Collection entries:
----------------

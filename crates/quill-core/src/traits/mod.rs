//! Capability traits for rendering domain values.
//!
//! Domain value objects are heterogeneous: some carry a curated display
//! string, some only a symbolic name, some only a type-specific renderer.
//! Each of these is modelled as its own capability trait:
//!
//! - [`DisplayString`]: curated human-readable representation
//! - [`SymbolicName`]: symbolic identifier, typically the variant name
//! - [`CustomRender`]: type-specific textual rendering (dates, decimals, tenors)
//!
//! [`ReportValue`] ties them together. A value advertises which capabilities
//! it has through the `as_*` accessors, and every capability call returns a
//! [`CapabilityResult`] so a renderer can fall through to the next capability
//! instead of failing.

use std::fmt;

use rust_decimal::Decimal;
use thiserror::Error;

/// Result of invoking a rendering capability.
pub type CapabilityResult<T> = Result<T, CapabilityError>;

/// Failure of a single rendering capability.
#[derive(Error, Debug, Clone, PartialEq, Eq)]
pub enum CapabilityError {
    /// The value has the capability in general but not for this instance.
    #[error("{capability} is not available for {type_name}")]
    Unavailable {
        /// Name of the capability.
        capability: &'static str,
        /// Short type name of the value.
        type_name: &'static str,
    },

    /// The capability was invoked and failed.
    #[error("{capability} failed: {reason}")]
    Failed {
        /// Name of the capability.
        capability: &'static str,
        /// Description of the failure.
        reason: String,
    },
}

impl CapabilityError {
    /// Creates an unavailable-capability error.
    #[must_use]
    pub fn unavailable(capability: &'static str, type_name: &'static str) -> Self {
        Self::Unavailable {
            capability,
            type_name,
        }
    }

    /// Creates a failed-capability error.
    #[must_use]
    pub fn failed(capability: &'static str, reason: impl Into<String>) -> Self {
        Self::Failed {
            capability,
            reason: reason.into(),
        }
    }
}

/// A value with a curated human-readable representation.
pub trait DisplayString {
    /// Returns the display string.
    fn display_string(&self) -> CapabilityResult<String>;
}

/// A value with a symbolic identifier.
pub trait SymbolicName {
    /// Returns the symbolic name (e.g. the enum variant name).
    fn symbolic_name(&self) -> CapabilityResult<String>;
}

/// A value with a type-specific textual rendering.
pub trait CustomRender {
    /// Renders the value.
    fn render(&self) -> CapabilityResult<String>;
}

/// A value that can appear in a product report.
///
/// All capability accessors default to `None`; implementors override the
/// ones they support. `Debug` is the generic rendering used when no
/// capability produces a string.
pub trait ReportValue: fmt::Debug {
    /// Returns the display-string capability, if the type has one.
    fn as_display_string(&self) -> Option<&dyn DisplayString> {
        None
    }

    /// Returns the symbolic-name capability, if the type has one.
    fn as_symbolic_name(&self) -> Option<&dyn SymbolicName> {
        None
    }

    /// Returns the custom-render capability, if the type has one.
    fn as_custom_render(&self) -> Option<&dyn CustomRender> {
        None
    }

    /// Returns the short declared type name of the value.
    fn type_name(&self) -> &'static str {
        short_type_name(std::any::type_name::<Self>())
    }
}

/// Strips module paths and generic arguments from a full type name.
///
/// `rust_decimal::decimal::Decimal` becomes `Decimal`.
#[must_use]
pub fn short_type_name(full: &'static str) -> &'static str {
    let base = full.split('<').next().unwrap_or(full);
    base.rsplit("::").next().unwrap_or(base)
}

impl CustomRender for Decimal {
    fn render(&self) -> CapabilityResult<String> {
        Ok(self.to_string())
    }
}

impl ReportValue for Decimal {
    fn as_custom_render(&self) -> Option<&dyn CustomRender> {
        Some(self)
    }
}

----------------

_Exercise directions_
Copy out each line of the entries that holds "ReportValue".

_Solution for this exercise_
//! [`ReportValue`] ties them together. A value advertises which capabilities
pub trait ReportValue: fmt::Debug {
impl ReportValue for Decimal {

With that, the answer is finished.